## WORK INSTRUCTIONS
Repeat every line below exactly, word for word.
___ MATERIAL FOR THIS EXERCISE ___
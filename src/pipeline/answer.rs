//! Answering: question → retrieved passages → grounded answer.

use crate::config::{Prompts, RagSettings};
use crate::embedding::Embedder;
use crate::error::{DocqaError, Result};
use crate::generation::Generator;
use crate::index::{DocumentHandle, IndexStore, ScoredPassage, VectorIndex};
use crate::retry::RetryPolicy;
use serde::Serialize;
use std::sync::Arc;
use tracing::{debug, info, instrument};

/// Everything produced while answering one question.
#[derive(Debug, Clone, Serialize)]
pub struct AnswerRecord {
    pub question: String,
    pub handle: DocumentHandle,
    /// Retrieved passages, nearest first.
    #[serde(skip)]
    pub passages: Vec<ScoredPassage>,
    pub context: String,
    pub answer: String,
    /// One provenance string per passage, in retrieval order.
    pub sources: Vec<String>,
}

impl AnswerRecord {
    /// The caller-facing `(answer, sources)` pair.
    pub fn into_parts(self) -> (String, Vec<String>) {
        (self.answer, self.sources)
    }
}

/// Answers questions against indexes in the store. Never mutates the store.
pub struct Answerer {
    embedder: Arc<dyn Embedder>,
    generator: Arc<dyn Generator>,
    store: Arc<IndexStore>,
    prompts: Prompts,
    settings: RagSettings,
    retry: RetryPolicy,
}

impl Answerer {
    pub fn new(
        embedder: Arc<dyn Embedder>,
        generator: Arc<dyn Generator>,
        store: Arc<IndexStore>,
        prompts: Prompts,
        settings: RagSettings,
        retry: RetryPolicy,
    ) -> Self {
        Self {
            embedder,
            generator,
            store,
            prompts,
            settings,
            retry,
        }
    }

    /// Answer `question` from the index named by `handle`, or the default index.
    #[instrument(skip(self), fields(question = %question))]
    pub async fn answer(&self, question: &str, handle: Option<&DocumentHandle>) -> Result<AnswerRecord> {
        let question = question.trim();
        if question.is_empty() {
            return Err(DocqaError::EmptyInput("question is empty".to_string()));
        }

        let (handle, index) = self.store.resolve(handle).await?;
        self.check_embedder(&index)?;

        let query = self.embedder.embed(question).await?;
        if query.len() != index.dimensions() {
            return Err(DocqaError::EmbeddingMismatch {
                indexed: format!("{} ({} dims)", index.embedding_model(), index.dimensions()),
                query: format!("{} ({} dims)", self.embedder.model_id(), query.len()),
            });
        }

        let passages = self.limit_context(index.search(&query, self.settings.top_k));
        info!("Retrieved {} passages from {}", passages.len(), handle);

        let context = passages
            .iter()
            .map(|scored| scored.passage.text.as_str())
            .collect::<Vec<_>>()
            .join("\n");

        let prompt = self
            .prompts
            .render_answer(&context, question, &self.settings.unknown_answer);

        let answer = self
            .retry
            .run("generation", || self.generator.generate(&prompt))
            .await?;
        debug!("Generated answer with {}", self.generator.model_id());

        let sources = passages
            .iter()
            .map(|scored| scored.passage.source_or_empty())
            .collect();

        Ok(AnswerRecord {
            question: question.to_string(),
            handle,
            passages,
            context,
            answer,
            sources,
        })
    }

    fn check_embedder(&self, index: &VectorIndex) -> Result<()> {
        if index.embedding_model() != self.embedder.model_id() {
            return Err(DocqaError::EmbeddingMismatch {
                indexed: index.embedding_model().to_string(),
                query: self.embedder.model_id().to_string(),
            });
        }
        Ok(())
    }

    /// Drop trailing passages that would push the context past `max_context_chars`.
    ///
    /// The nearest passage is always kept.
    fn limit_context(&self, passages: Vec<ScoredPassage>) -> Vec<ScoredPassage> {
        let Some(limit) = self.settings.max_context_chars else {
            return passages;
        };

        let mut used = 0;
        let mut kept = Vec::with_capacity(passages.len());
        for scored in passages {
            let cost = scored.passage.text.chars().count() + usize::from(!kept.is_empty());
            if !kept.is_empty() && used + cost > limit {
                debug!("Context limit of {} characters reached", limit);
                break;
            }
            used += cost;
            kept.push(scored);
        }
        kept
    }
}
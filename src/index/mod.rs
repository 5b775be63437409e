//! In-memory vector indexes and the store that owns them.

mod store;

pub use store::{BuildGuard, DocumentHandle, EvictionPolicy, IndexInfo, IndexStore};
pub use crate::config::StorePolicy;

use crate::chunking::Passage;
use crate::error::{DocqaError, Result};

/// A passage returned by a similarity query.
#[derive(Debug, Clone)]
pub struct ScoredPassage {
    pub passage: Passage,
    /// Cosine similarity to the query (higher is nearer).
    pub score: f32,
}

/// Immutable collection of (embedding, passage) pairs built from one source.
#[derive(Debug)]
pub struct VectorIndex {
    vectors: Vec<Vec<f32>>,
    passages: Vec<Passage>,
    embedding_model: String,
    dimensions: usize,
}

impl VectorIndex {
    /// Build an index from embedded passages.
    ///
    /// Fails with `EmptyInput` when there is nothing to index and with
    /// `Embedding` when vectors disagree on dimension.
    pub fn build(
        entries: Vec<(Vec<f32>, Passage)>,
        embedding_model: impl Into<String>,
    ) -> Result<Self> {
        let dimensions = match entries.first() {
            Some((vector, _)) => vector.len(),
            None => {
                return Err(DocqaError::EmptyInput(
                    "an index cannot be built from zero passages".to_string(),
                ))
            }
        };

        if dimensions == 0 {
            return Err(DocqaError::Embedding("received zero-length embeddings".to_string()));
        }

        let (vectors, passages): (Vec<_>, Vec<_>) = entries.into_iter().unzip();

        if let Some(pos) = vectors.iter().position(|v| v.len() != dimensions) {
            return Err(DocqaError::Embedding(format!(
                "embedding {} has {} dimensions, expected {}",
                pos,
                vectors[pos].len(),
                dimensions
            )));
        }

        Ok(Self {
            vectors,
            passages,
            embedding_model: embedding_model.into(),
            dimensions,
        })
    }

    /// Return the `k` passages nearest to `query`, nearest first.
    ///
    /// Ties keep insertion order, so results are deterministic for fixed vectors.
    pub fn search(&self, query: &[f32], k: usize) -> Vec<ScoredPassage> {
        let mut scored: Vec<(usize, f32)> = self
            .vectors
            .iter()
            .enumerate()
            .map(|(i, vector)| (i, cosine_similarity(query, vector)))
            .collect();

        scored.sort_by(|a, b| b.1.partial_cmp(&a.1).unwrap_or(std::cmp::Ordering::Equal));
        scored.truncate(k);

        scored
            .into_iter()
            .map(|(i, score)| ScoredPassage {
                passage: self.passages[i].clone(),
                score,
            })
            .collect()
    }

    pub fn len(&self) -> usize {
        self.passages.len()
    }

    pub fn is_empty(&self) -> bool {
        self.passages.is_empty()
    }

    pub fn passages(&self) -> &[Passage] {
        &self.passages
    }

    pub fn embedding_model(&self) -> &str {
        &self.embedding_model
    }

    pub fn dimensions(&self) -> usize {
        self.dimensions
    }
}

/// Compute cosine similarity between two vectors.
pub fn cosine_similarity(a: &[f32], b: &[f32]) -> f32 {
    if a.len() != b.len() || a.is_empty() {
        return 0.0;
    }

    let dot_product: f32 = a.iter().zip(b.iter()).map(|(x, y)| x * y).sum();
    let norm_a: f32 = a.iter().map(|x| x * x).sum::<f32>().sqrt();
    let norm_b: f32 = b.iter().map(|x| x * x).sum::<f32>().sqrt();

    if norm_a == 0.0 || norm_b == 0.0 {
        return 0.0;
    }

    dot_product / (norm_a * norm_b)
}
___
## RESULT FOR THIS TASK
filename src/pipeline/answer.rs
//! Answering: question → retrieved passages → grounded answer.

use crate::config::{Prompts, RagSettings};
use crate::embedding::Embedder;
use crate::error::{DocqaError, Result};
use crate::generation::Generator;
use crate::index::{DocumentHandle, IndexStore, ScoredPassage, VectorIndex};
use crate::retry::RetryPolicy;
use serde::Serialize;
use std::sync::Arc;
use tracing::{debug, info, instrument};

/// Everything produced while answering one question.
#[derive(Debug, Clone, Serialize)]
pub struct AnswerRecord {
    pub question: String,
    pub handle: DocumentHandle,
    /// Retrieved passages, nearest first.
    #[serde(skip)]
    pub passages: Vec<ScoredPassage>,
    pub context: String,
    pub answer: String,
    /// One provenance string per passage, in retrieval order.
    pub sources: Vec<String>,
}

impl AnswerRecord {
    /// The caller-facing `(answer, sources)` pair.
    pub fn into_parts(self) -> (String, Vec<String>) {
        (self.answer, self.sources)
    }
}

/// Answers questions against indexes in the store. Never mutates the store.
pub struct Answerer {
    embedder: Arc<dyn Embedder>,
    generator: Arc<dyn Generator>,
    store: Arc<IndexStore>,
    prompts: Prompts,
    settings: RagSettings,
    retry: RetryPolicy,
}

impl Answerer {
    pub fn new(
        embedder: Arc<dyn Embedder>,
        generator: Arc<dyn Generator>,
        store: Arc<IndexStore>,
        prompts: Prompts,
        settings: RagSettings,
        retry: RetryPolicy,
    ) -> Self {
        Self {
            embedder,
            generator,
            store,
            prompts,
            settings,
            retry,
        }
    }

    /// Answer `question` from the index named by `handle`, or the default index.
    #[instrument(skip(self), fields(question = %question))]
    pub async fn answer(&self, question: &str, handle: Option<&DocumentHandle>) -> Result<AnswerRecord> {
        let question = question.trim();
        if question.is_empty() {
            return Err(DocqaError::EmptyInput("question is empty".to_string()));
        }

        let (handle, index) = self.store.resolve(handle).await?;
        self.check_embedder(&index)?;

        let query = self.embedder.embed(question).await?;
        if query.len() != index.dimensions() {
            return Err(DocqaError::EmbeddingMismatch {
                indexed: format!("{} ({} dims)", index.embedding_model(), index.dimensions()),
                query: format!("{} ({} dims)", self.embedder.model_id(), query.len()),
            });
        }

        let passages = self.limit_context(index.search(&query, self.settings.top_k));
        info!("Retrieved {} passages from {}", passages.len(), handle);

        let context = passages
            .iter()
            .map(|scored| scored.passage.text.as_str())
            .collect::<Vec<_>>()
            .join("\n");

        let prompt = self
            .prompts
            .render_answer(&context, question, &self.settings.unknown_answer);

        let answer = self
            .retry
            .run("generation", || self.generator.generate(&prompt))
            .await?;
        debug!("Generated answer with {}", self.generator.model_id());

        let sources = passages
            .iter()
            .map(|scored| scored.passage.source_or_empty())
            .collect();

        Ok(AnswerRecord {
            question: question.to_string(),
            handle,
            passages,
            context,
            answer,
            sources,
        })
    }

    fn check_embedder(&self, index: &VectorIndex) -> Result<()> {
        if index.embedding_model() != self.embedder.model_id() {
            return Err(DocqaError::EmbeddingMismatch {
                indexed: index.embedding_model().to_string(),
                query: self.embedder.model_id().to_string(),
            });
        }
        Ok(())
    }

    /// Drop trailing passages that would push the context past `max_context_chars`.
    ///
    /// The nearest passage is always kept.
    fn limit_context(&self, passages: Vec<ScoredPassage>) -> Vec<ScoredPassage> {
        let Some(limit) = self.settings.max_context_chars else {
            return passages;
        };

        let mut used = 0;
        let mut kept = Vec::with_capacity(passages.len());
        for scored in passages {
            let cost = scored.passage.text.chars().count() + usize::from(!kept.is_empty());
            if !kept.is_empty() && used + cost > limit {
                debug!("Context limit of {} characters reached", limit);
                break;
            }
            used += cost;
            kept.push(scored);
        }
        kept
    }
}
filename src/index/mod.rs
repository 5b775be63437409e
//! In-memory vector indexes and the store that owns them.

mod store;

pub use store::{BuildGuard, DocumentHandle, EvictionPolicy, IndexInfo, IndexStore};
pub use crate::config::StorePolicy;

use crate::chunking::Passage;
use crate::error::{DocqaError, Result};

/// A passage returned by a similarity query.
#[derive(Debug, Clone)]
pub struct ScoredPassage {
    pub passage: Passage,
    /// Cosine similarity to the query (higher is nearer).
    pub score: f32,
}

/// Immutable collection of (embedding, passage) pairs built from one source.
#[derive(Debug)]
pub struct VectorIndex {
    vectors: Vec<Vec<f32>>,
    passages: Vec<Passage>,
    embedding_model: String,
    dimensions: usize,
}

impl VectorIndex {
    /// Build an index from embedded passages.
    ///
    /// Fails with `EmptyInput` when there is nothing to index and with
    /// `Embedding` when vectors disagree on dimension.
    pub fn build(
        entries: Vec<(Vec<f32>, Passage)>,
        embedding_model: impl Into<String>,
    ) -> Result<Self> {
        let dimensions = match entries.first() {
            Some((vector, _)) => vector.len(),
            None => {
                return Err(DocqaError::EmptyInput(
                    "an index cannot be built from zero passages".to_string(),
                ))
            }
        };

        if dimensions == 0 {
            return Err(DocqaError::Embedding("received zero-length embeddings".to_string()));
        }

        let (vectors, passages): (Vec<_>, Vec<_>) = entries.into_iter().unzip();

        if let Some(pos) = vectors.iter().position(|v| v.len() != dimensions) {
            return Err(DocqaError::Embedding(format!(
                "embedding {} has {} dimensions, expected {}",
                pos,
                vectors[pos].len(),
                dimensions
            )));
        }

        Ok(Self {
            vectors,
            passages,
            embedding_model: embedding_model.into(),
            dimensions,
        })
    }

    /// Return the `k` passages nearest to `query`, nearest first.
    ///
    /// Ties keep insertion order, so results are deterministic for fixed vectors.
    pub fn search(&self, query: &[f32], k: usize) -> Vec<ScoredPassage> {
        let mut scored: Vec<(usize, f32)> = self
            .vectors
            .iter()
            .enumerate()
            .map(|(i, vector)| (i, cosine_similarity(query, vector)))
            .collect();

        scored.sort_by(|a, b| b.1.partial_cmp(&a.1).unwrap_or(std::cmp::Ordering::Equal));
        scored.truncate(k);

        scored
            .into_iter()
            .map(|(i, score)| ScoredPassage {
                passage: self.passages[i].clone(),
                score,
            })
            .collect()
    }

    pub fn len(&self) -> usize {
        self.passages.len()
    }

    pub fn is_empty(&self) -> bool {
        self.passages.is_empty()
    }

    pub fn passages(&self) -> &[Passage] {
        &self.passages
    }

    pub fn embedding_model(&self) -> &str {
        &self.embedding_model
    }

    pub fn dimensions(&self) -> usize {
        self.dimensions
    }
}

/// Compute cosine similarity between two vectors.
pub fn cosine_similarity(a: &[f32], b: &[f32]) -> f32 {
    if a.len() != b.len() || a.is_empty() {
        return 0.0;
    }

    let dot_product: f32 = a.iter().zip(b.iter()).map(|(x, y)| x * y).sum();
    let norm_a: f32 = a.iter().map(|x| x * x).sum::<f32>().sqrt();
    let norm_b: f32 = b.iter().map(|x| x * x).sum::<f32>().sqrt();

    if norm_a == 0.0 || norm_b == 0.0 {
        return 0.0;
    }

    dot_product / (norm_a * norm_b)
}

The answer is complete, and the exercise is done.